### EXERCISE INSTRUCTIONS
Word for word, give the listing below again.

### RECORD EXTRACTS

+ + + +

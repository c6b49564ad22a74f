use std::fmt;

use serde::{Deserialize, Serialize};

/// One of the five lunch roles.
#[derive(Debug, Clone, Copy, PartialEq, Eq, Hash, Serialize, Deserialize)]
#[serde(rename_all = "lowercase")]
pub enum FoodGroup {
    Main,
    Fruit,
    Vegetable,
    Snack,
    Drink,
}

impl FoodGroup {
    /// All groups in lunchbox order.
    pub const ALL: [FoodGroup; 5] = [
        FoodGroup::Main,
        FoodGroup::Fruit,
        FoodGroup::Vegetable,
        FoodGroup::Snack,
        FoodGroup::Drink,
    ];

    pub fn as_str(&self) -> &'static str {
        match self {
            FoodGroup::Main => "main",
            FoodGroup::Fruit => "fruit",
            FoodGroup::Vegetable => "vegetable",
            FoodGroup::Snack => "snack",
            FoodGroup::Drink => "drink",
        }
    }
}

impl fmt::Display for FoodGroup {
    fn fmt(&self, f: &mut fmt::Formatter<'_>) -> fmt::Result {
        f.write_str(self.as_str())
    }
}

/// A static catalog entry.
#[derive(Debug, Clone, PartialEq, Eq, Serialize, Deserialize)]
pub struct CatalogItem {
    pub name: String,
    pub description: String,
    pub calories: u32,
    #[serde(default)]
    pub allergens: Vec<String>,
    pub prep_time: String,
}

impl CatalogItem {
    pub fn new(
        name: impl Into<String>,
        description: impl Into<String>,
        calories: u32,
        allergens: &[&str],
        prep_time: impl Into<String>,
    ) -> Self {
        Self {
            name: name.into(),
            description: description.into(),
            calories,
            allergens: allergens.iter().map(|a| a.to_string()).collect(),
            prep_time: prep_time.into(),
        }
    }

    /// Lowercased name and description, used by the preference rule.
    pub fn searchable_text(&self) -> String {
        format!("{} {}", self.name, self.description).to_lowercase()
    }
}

+ + + +

### EXERCISE RESPONSE
repository c6b49564ad22a74f
use std::fmt;

use serde::{Deserialize, Serialize};

/// One of the five lunch roles.
#[derive(Debug, Clone, Copy, PartialEq, Eq, Hash, Serialize, Deserialize)]
#[serde(rename_all = "lowercase")]
pub enum FoodGroup {
    Main,
    Fruit,
    Vegetable,
    Snack,
    Drink,
}

impl FoodGroup {
    /// All groups in lunchbox order.
    pub const ALL: [FoodGroup; 5] = [
        FoodGroup::Main,
        FoodGroup::Fruit,
        FoodGroup::Vegetable,
        FoodGroup::Snack,
        FoodGroup::Drink,
    ];

    pub fn as_str(&self) -> &'static str {
        match self {
            FoodGroup::Main => "main",
            FoodGroup::Fruit => "fruit",
            FoodGroup::Vegetable => "vegetable",
            FoodGroup::Snack => "snack",
            FoodGroup::Drink => "drink",
        }
    }
}

impl fmt::Display for FoodGroup {
    fn fmt(&self, f: &mut fmt::Formatter<'_>) -> fmt::Result {
        f.write_str(self.as_str())
    }
}

/// A static catalog entry.
#[derive(Debug, Clone, PartialEq, Eq, Serialize, Deserialize)]
pub struct CatalogItem {
    pub name: String,
    pub description: String,
    pub calories: u32,
    #[serde(default)]
    pub allergens: Vec<String>,
    pub prep_time: String,
}

impl CatalogItem {
    pub fn new(
        name: impl Into<String>,
        description: impl Into<String>,
        calories: u32,
        allergens: &[&str],
        prep_time: impl Into<String>,
    ) -> Self {
        Self {
            name: name.into(),
            description: description.into(),
            calories,
            allergens: allergens.iter().map(|a| a.to_string()).collect(),
            prep_time: prep_time.into(),
        }
    }

    /// Lowercased name and description, used by the preference rule.
    pub fn searchable_text(&self) -> String {
        format!("{} {}", self.name, self.description).to_lowercase()
    }
}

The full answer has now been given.